Required work => The data follows. Retype every entry exactly.

Supplied data =>
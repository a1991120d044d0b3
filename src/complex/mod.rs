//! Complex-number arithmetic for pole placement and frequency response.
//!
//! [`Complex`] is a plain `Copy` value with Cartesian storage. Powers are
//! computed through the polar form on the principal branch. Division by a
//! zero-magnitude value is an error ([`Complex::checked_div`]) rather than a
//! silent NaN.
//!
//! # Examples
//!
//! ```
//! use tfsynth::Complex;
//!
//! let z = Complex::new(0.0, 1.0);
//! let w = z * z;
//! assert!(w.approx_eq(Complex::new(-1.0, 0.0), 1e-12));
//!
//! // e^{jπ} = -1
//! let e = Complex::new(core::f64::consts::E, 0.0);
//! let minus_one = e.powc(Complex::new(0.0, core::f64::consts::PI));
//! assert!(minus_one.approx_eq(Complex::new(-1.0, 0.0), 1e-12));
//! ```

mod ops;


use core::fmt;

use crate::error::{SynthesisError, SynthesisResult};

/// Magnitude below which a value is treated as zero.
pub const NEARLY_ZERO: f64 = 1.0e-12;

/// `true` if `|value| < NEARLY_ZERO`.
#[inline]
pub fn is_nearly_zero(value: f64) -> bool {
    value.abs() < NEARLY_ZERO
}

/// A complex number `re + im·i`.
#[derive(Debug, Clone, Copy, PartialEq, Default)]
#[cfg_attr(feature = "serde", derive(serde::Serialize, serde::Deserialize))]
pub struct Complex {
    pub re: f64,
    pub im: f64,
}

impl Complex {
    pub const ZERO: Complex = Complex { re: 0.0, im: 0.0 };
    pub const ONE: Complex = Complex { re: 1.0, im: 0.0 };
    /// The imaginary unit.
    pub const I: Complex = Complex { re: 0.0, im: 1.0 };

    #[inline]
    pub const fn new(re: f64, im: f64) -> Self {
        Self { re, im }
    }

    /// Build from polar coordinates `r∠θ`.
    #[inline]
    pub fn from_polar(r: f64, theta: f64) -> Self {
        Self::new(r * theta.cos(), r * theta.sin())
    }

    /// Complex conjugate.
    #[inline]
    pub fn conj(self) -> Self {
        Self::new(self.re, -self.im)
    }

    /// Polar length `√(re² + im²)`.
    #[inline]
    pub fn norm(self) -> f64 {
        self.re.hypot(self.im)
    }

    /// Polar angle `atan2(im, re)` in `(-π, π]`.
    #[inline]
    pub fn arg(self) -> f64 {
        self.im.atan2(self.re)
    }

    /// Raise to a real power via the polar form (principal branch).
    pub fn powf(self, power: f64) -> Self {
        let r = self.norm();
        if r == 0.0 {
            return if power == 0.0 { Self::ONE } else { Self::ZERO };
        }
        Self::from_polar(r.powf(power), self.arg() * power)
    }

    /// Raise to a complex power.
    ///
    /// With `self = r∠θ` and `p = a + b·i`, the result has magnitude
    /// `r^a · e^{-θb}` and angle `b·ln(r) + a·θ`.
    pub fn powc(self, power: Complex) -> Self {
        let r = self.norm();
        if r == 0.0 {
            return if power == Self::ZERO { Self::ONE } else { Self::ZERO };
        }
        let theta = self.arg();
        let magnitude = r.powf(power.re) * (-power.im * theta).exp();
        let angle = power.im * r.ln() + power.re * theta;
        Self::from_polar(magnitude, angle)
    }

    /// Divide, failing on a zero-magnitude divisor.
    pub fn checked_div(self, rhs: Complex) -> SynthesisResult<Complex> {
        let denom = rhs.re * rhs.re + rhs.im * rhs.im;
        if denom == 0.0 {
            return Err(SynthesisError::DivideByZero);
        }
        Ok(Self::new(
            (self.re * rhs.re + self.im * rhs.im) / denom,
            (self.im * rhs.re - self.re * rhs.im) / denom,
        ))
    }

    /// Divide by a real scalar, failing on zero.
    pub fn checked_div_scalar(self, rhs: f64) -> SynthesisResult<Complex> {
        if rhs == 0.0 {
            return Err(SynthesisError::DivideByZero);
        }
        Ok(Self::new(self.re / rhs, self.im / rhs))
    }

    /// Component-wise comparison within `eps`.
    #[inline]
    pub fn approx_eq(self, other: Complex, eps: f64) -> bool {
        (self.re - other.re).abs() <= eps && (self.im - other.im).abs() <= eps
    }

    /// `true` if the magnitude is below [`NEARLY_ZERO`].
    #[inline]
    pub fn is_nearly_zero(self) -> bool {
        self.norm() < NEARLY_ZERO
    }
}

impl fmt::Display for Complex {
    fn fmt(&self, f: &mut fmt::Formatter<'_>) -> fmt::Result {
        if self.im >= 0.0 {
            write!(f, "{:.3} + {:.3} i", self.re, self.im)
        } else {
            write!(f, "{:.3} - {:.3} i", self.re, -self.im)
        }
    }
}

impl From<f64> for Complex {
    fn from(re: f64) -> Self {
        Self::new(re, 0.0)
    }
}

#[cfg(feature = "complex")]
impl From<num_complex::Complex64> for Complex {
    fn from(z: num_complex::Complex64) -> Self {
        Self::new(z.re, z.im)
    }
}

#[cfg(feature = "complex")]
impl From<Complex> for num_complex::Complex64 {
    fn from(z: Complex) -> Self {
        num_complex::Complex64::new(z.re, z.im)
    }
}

Answer to this exercise =>
repository a1991120d044d0b3
filename src/complex/mod.rs
//! Complex-number arithmetic for pole placement and frequency response.
//!
//! [`Complex`] is a plain `Copy` value with Cartesian storage. Powers are
//! computed through the polar form on the principal branch. Division by a
//! zero-magnitude value is an error ([`Complex::checked_div`]) rather than a
//! silent NaN.
//!
//! # Examples
//!
//! ```
//! use tfsynth::Complex;
//!
//! let z = Complex::new(0.0, 1.0);
//! let w = z * z;
//! assert!(w.approx_eq(Complex::new(-1.0, 0.0), 1e-12));
//!
//! // e^{jπ} = -1
//! let e = Complex::new(core::f64::consts::E, 0.0);
//! let minus_one = e.powc(Complex::new(0.0, core::f64::consts::PI));
//! assert!(minus_one.approx_eq(Complex::new(-1.0, 0.0), 1e-12));
//! ```

mod ops;


use core::fmt;

use crate::error::{SynthesisError, SynthesisResult};

/// Magnitude below which a value is treated as zero.
pub const NEARLY_ZERO: f64 = 1.0e-12;

/// `true` if `|value| < NEARLY_ZERO`.
#[inline]
pub fn is_nearly_zero(value: f64) -> bool {
    value.abs() < NEARLY_ZERO
}

/// A complex number `re + im·i`.
#[derive(Debug, Clone, Copy, PartialEq, Default)]
#[cfg_attr(feature = "serde", derive(serde::Serialize, serde::Deserialize))]
pub struct Complex {
    pub re: f64,
    pub im: f64,
}

impl Complex {
    pub const ZERO: Complex = Complex { re: 0.0, im: 0.0 };
    pub const ONE: Complex = Complex { re: 1.0, im: 0.0 };
    /// The imaginary unit.
    pub const I: Complex = Complex { re: 0.0, im: 1.0 };

    #[inline]
    pub const fn new(re: f64, im: f64) -> Self {
        Self { re, im }
    }

    /// Build from polar coordinates `r∠θ`.
    #[inline]
    pub fn from_polar(r: f64, theta: f64) -> Self {
        Self::new(r * theta.cos(), r * theta.sin())
    }

    /// Complex conjugate.
    #[inline]
    pub fn conj(self) -> Self {
        Self::new(self.re, -self.im)
    }

    /// Polar length `√(re² + im²)`.
    #[inline]
    pub fn norm(self) -> f64 {
        self.re.hypot(self.im)
    }

    /// Polar angle `atan2(im, re)` in `(-π, π]`.
    #[inline]
    pub fn arg(self) -> f64 {
        self.im.atan2(self.re)
    }

    /// Raise to a real power via the polar form (principal branch).
    pub fn powf(self, power: f64) -> Self {
        let r = self.norm();
        if r == 0.0 {
            return if power == 0.0 { Self::ONE } else { Self::ZERO };
        }
        Self::from_polar(r.powf(power), self.arg() * power)
    }

    /// Raise to a complex power.
    ///
    /// With `self = r∠θ` and `p = a + b·i`, the result has magnitude
    /// `r^a · e^{-θb}` and angle `b·ln(r) + a·θ`.
    pub fn powc(self, power: Complex) -> Self {
        let r = self.norm();
        if r == 0.0 {
            return if power == Self::ZERO { Self::ONE } else { Self::ZERO };
        }
        let theta = self.arg();
        let magnitude = r.powf(power.re) * (-power.im * theta).exp();
        let angle = power.im * r.ln() + power.re * theta;
        Self::from_polar(magnitude, angle)
    }

    /// Divide, failing on a zero-magnitude divisor.
    pub fn checked_div(self, rhs: Complex) -> SynthesisResult<Complex> {
        let denom = rhs.re * rhs.re + rhs.im * rhs.im;
        if denom == 0.0 {
            return Err(SynthesisError::DivideByZero);
        }
        Ok(Self::new(
            (self.re * rhs.re + self.im * rhs.im) / denom,
            (self.im * rhs.re - self.re * rhs.im) / denom,
        ))
    }

    /// Divide by a real scalar, failing on zero.
    pub fn checked_div_scalar(self, rhs: f64) -> SynthesisResult<Complex> {
        if rhs == 0.0 {
            return Err(SynthesisError::DivideByZero);
        }
        Ok(Self::new(self.re / rhs, self.im / rhs))
    }

    /// Component-wise comparison within `eps`.
    #[inline]
    pub fn approx_eq(self, other: Complex, eps: f64) -> bool {
        (self.re - other.re).abs() <= eps && (self.im - other.im).abs() <= eps
    }

    /// `true` if the magnitude is below [`NEARLY_ZERO`].
    #[inline]
    pub fn is_nearly_zero(self) -> bool {
        self.norm() < NEARLY_ZERO
    }
}

impl fmt::Display for Complex {
    fn fmt(&self, f: &mut fmt::Formatter<'_>) -> fmt::Result {
        if self.im >= 0.0 {
            write!(f, "{:.3} + {:.3} i", self.re, self.im)
        } else {
            write!(f, "{:.3} - {:.3} i", self.re, -self.im)
        }
    }
}

impl From<f64> for Complex {
    fn from(re: f64) -> Self {
        Self::new(re, 0.0)
    }
}

#[cfg(feature = "complex")]
impl From<num_complex::Complex64> for Complex {
    fn from(z: num_complex::Complex64) -> Self {
        Self::new(z.re, z.im)
    }
}

#[cfg(feature = "complex")]
impl From<Complex> for num_complex::Complex64 {
    fn from(z: Complex) -> Self {
        num_complex::Complex64::new(z.re, z.im)
    }
}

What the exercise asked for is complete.